The railway station is located at the A8 to the east of Gogar. The station has two platforms. The platforms have been constructed to accommodate the longest trains currently operating in Scotland (London North Eastern Railway). A chord is proposed a few miles to the north of the station, near the River Almond crossing, to provide another link between Glasgow and Edinburgh with potential for increasing services through.

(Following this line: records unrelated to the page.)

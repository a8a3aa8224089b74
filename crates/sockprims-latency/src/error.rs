use sockprims_transport::ConnectionError;

/// Errors that can occur while exchanging latency timestamps.
#[derive(Debug, thiserror::Error)]
pub enum ProbeError {
    /// The connection aborted the exchange through an error handler.
    #[error(transparent)]
    Connection(#[from] ConnectionError),

    /// The stream ended before a whole timestamp arrived.
    #[error("truncated timestamp ({received} of {expected} bytes)")]
    Truncated { expected: usize, received: usize },
}

pub type Result<T> = std::result::Result<T, ProbeError>;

The original design for the station included a 1st floor and high level bridge but following consultation these were removed with an at-grade bridge providing easier access. The design of the station is to provide a secure covered area for parking of 100 cycles as well as five cycle lockers. This is located next to the station building and is monitored by CCTV. Lifts inside the station building are large enough to accommodate bicycles. The station provides an interchange with Edinburgh Trams to Edinburgh and the airport as well as providing pedestrian access to The Gyle Shopping Centre through an underpass under the A8.

==History==
Network Rail submitted its plans for the interchange on 9 October 2009 following completion of the pre-planning submission consultation. Gogar was the first infrastructure project to go the through the National Planning Framework. The consultation involved four public exhibitions with clear public support for the investments and the proposal.

When the tram line was built in 2013, provision was made for Edinburgh Gateway but it would not open until the same time as the railway station. In February 2015, a contract to build the station was awarded to Balfour Beatty with work commencing in April 2015. The new station building was designed by IDP Architects.

In June 2016 the station was badly vandalised while still under construction. Vehicles and windows were damaged.

Edinburgh Gateway station was officially opened by the Scottish Government Minister for Transport and the Islands Humza Yousaf on 9 November 2016. The station opened to the public on 11 December 2016.

==Services==
Edinburgh Gateway station is served half-hourly by trains operating on the Fife Circle Line, and hourly by services operating to Perth, Dundee and Inverness.

Fife Circle trains scheduled to stop at Edinburgh Gateway will normally skip the nearby station.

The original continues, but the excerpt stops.